### What to work on
Copy exactly the stretch of data below from the line with "pub fn truncate_for_error(text: &str, max_chars: usize)" through the line with "should be close", including both of those lines.

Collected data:
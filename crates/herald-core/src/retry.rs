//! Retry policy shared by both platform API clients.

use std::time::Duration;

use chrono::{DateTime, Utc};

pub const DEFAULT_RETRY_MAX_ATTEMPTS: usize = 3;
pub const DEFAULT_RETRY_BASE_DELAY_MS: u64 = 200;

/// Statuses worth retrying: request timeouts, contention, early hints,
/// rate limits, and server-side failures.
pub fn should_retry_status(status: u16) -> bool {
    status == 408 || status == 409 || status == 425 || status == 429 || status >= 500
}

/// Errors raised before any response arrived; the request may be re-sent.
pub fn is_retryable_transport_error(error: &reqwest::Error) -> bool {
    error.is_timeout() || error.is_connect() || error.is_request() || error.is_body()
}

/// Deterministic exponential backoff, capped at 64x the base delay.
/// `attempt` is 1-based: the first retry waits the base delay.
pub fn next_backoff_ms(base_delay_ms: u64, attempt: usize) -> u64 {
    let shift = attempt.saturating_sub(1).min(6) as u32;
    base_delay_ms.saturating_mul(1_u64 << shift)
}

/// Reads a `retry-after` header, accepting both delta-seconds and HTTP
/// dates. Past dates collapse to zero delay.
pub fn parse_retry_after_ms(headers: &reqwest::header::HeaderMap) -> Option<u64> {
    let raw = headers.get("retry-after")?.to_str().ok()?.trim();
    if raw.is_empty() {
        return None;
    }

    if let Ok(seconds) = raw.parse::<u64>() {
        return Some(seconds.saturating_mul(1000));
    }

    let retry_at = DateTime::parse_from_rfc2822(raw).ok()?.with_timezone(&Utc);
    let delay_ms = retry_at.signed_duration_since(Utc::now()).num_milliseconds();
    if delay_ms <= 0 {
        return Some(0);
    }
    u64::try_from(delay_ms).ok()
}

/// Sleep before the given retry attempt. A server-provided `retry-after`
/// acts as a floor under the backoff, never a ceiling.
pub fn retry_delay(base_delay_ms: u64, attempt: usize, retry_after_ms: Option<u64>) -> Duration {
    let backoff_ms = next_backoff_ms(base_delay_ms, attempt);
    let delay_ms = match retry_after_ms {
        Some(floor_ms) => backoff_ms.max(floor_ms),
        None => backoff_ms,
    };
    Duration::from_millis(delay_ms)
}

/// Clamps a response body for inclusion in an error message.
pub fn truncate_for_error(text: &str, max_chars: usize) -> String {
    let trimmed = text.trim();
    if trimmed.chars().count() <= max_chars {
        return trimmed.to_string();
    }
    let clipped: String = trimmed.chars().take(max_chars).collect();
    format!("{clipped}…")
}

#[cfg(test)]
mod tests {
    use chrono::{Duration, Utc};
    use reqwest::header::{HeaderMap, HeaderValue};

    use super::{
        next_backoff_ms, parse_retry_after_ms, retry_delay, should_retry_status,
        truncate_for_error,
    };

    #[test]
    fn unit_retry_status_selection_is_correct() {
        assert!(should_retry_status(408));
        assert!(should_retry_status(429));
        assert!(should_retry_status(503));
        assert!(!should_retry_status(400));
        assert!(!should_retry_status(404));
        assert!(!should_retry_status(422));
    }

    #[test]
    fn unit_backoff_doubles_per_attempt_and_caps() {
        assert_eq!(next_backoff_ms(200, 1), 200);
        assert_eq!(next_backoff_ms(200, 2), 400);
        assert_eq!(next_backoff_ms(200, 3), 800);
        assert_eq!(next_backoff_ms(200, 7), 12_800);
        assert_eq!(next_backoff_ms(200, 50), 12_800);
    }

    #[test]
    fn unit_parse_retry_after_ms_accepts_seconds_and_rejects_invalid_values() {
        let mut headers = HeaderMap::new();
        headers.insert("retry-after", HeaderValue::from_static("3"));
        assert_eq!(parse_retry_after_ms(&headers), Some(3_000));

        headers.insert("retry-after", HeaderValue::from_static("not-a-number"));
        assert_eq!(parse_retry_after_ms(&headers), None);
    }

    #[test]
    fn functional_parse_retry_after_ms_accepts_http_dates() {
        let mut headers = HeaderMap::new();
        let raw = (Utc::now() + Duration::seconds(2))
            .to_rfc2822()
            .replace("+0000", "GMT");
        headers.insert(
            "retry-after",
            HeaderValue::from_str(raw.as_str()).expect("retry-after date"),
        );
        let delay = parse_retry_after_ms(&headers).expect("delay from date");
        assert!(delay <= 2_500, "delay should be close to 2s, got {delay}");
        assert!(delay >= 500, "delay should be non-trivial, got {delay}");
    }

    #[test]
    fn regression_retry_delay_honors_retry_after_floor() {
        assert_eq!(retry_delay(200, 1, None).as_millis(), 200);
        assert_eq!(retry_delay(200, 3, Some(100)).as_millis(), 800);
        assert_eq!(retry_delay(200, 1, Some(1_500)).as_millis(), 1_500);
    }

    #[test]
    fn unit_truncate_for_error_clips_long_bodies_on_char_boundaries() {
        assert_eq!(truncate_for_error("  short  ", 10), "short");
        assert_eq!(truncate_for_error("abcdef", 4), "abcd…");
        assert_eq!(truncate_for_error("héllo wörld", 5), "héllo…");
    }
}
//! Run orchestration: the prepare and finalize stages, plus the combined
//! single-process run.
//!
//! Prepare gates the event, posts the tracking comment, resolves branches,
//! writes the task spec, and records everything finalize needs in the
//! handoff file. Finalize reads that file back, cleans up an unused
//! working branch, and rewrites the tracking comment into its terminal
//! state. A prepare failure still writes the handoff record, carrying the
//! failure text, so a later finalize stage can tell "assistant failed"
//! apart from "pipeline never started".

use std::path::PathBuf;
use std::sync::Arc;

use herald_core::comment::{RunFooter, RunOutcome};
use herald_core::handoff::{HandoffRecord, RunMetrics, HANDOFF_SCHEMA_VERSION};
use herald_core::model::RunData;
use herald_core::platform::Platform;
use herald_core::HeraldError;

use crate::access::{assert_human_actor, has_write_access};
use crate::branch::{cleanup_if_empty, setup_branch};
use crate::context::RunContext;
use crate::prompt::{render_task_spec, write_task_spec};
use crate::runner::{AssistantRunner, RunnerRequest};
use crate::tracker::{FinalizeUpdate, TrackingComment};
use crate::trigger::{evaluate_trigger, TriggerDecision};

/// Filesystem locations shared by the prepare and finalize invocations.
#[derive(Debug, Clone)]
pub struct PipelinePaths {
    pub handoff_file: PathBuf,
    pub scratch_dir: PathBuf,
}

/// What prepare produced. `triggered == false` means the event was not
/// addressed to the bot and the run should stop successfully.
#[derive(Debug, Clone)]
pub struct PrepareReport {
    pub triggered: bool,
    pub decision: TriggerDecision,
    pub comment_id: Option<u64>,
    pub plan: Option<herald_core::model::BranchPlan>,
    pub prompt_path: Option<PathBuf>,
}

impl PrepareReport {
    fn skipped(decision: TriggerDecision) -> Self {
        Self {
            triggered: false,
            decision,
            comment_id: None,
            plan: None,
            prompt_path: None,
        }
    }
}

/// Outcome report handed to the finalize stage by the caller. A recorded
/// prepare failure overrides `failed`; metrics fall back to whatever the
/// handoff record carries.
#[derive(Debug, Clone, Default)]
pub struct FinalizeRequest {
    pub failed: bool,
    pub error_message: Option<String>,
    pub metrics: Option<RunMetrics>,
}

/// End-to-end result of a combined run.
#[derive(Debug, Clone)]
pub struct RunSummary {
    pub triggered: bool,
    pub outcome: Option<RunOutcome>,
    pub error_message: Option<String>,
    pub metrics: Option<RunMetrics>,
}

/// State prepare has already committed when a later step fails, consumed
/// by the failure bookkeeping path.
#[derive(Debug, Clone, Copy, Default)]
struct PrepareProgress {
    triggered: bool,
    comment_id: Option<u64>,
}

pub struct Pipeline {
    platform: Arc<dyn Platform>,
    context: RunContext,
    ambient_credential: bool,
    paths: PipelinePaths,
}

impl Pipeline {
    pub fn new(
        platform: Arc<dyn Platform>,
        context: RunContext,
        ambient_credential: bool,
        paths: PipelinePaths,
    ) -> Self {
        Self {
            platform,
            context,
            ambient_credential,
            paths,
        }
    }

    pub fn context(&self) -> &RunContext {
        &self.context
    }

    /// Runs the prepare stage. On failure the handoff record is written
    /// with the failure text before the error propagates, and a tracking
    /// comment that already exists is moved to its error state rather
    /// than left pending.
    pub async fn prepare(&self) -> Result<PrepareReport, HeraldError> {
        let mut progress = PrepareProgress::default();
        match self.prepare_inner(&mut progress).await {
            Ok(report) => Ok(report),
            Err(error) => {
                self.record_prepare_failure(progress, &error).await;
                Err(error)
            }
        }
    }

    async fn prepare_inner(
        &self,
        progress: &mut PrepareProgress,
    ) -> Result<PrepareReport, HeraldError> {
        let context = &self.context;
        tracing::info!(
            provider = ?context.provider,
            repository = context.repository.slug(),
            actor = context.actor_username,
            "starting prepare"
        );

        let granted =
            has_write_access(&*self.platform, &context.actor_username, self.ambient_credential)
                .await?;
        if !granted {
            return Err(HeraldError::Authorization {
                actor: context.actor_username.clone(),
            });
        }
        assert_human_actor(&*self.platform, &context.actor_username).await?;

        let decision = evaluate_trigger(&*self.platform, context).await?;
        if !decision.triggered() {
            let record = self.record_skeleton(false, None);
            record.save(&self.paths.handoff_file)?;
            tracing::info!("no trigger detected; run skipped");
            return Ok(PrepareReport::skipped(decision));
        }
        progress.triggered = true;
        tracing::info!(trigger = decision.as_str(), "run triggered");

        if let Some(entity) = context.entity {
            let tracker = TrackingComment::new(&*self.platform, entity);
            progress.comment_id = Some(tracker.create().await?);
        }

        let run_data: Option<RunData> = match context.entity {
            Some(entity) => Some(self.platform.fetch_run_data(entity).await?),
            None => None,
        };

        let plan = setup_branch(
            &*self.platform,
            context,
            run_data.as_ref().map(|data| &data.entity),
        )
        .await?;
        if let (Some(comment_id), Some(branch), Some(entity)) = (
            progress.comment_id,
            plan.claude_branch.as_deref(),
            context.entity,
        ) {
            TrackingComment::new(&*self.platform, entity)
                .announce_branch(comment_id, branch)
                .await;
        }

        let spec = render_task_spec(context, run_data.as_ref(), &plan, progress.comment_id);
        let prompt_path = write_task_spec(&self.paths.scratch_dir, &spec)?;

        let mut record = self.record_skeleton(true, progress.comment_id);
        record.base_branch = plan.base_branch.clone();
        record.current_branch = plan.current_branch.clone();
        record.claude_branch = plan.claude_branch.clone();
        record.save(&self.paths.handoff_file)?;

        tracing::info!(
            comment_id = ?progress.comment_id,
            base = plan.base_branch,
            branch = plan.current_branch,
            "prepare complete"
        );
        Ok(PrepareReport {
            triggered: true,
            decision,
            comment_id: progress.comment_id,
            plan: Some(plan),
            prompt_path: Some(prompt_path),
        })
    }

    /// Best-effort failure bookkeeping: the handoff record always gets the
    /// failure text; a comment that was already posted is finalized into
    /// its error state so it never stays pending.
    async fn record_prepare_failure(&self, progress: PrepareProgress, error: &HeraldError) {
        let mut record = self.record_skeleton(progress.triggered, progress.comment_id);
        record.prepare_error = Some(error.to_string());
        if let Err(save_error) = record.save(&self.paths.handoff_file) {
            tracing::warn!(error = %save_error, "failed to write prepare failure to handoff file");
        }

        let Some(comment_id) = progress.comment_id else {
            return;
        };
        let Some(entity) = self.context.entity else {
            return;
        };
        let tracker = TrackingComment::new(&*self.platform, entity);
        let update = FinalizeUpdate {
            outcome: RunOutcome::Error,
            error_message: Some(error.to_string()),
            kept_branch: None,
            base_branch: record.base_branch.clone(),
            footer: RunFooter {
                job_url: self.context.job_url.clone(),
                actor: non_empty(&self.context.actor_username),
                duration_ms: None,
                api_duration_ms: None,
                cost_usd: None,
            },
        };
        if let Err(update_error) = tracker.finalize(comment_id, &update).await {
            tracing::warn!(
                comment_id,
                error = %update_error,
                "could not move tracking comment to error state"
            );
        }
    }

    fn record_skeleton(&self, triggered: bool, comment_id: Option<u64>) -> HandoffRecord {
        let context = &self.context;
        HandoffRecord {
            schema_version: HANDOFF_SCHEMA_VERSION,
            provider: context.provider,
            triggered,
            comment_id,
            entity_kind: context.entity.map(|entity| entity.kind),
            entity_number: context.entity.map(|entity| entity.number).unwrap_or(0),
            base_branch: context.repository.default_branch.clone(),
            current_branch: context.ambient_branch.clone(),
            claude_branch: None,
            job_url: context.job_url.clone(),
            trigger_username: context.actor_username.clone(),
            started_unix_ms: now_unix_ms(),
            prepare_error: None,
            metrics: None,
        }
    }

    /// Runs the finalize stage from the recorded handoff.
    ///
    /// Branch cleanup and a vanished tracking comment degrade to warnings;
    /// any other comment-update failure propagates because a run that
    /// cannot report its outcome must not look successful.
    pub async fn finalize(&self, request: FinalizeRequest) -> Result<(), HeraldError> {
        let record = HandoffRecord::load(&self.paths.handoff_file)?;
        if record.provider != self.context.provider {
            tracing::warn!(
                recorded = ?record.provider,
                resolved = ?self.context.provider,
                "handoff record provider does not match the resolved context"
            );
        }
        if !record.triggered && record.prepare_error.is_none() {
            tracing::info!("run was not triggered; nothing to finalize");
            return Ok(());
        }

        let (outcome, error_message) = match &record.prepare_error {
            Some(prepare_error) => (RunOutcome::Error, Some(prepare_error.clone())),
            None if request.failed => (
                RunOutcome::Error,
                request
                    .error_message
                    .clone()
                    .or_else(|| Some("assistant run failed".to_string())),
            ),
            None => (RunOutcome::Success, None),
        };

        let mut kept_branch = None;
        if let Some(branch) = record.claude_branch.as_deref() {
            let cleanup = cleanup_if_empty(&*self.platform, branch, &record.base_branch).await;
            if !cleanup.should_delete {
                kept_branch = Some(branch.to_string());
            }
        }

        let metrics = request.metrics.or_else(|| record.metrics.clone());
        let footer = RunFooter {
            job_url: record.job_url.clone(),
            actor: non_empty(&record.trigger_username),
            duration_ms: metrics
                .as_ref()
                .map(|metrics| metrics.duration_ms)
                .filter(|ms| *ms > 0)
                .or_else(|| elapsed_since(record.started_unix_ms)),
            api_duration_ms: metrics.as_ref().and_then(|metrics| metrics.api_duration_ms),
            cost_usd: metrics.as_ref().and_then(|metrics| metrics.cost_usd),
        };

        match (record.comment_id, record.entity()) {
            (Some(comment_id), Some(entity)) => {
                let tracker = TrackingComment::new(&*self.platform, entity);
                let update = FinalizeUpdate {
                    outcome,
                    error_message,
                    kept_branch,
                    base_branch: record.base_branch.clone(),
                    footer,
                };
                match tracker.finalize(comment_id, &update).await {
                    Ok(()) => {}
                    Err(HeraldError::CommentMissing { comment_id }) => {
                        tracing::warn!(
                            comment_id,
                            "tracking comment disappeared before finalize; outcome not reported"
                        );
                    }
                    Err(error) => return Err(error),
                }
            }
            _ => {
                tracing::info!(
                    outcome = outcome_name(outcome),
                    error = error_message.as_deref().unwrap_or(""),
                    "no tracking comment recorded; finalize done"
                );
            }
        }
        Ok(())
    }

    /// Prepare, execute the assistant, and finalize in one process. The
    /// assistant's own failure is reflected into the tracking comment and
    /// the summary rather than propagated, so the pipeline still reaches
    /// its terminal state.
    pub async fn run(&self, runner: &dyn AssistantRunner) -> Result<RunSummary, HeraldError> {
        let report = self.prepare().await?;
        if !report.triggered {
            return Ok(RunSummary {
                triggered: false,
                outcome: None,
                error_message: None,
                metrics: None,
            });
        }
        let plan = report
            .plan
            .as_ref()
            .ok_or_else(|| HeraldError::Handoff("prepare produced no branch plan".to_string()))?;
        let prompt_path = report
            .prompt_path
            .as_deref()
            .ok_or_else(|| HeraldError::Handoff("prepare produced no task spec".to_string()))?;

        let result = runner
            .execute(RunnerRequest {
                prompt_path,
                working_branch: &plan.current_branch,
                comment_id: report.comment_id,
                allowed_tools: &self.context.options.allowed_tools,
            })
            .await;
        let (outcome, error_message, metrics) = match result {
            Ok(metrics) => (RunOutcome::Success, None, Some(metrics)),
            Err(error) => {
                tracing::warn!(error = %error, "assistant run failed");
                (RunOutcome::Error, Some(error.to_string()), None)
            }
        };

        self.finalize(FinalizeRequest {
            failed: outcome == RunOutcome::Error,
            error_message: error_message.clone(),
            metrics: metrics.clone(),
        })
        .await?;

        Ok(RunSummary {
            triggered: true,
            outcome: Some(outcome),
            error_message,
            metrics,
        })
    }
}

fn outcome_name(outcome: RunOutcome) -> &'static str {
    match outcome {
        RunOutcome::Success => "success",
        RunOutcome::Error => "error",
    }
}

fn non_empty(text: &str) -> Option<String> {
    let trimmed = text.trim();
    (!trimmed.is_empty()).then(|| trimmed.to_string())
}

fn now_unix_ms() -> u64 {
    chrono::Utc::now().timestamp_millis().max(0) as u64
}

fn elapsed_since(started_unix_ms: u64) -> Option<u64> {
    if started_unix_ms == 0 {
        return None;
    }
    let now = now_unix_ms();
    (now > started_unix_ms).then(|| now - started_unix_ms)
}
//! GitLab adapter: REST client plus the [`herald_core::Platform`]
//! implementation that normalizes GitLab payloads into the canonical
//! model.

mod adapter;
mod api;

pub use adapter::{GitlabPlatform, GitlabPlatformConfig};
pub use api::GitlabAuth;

### Your solution
pub fn truncate_for_error(text: &str, max_chars: usize) -> String {
    let trimmed = text.trim();
    if trimmed.chars().count() <= max_chars {
        return trimmed.to_string();
    }
    let clipped: String = trimmed.chars().take(max_chars).collect();
    format!("{clipped}…")
}

#[cfg(test)]
mod tests {
    use chrono::{Duration, Utc};
    use reqwest::header::{HeaderMap, HeaderValue};

    use super::{
        next_backoff_ms, parse_retry_after_ms, retry_delay, should_retry_status,
        truncate_for_error,
    };

    #[test]
    fn unit_retry_status_selection_is_correct() {
        assert!(should_retry_status(408));
        assert!(should_retry_status(429));
        assert!(should_retry_status(503));
        assert!(!should_retry_status(400));
        assert!(!should_retry_status(404));
        assert!(!should_retry_status(422));
    }

    #[test]
    fn unit_backoff_doubles_per_attempt_and_caps() {
        assert_eq!(next_backoff_ms(200, 1), 200);
        assert_eq!(next_backoff_ms(200, 2), 400);
        assert_eq!(next_backoff_ms(200, 3), 800);
        assert_eq!(next_backoff_ms(200, 7), 12_800);
        assert_eq!(next_backoff_ms(200, 50), 12_800);
    }

    #[test]
    fn unit_parse_retry_after_ms_accepts_seconds_and_rejects_invalid_values() {
        let mut headers = HeaderMap::new();
        headers.insert("retry-after", HeaderValue::from_static("3"));
        assert_eq!(parse_retry_after_ms(&headers), Some(3_000));

        headers.insert("retry-after", HeaderValue::from_static("not-a-number"));
        assert_eq!(parse_retry_after_ms(&headers), None);
    }

    #[test]
    fn functional_parse_retry_after_ms_accepts_http_dates() {
        let mut headers = HeaderMap::new();
        let raw = (Utc::now() + Duration::seconds(2))
            .to_rfc2822()
            .replace("+0000", "GMT");
        headers.insert(
            "retry-after",
            HeaderValue::from_str(raw.as_str()).expect("retry-after date"),
        );
        let delay = parse_retry_after_ms(&headers).expect("delay from date");
        assert!(delay <= 2_500, "delay should be close to 2s, got {delay}");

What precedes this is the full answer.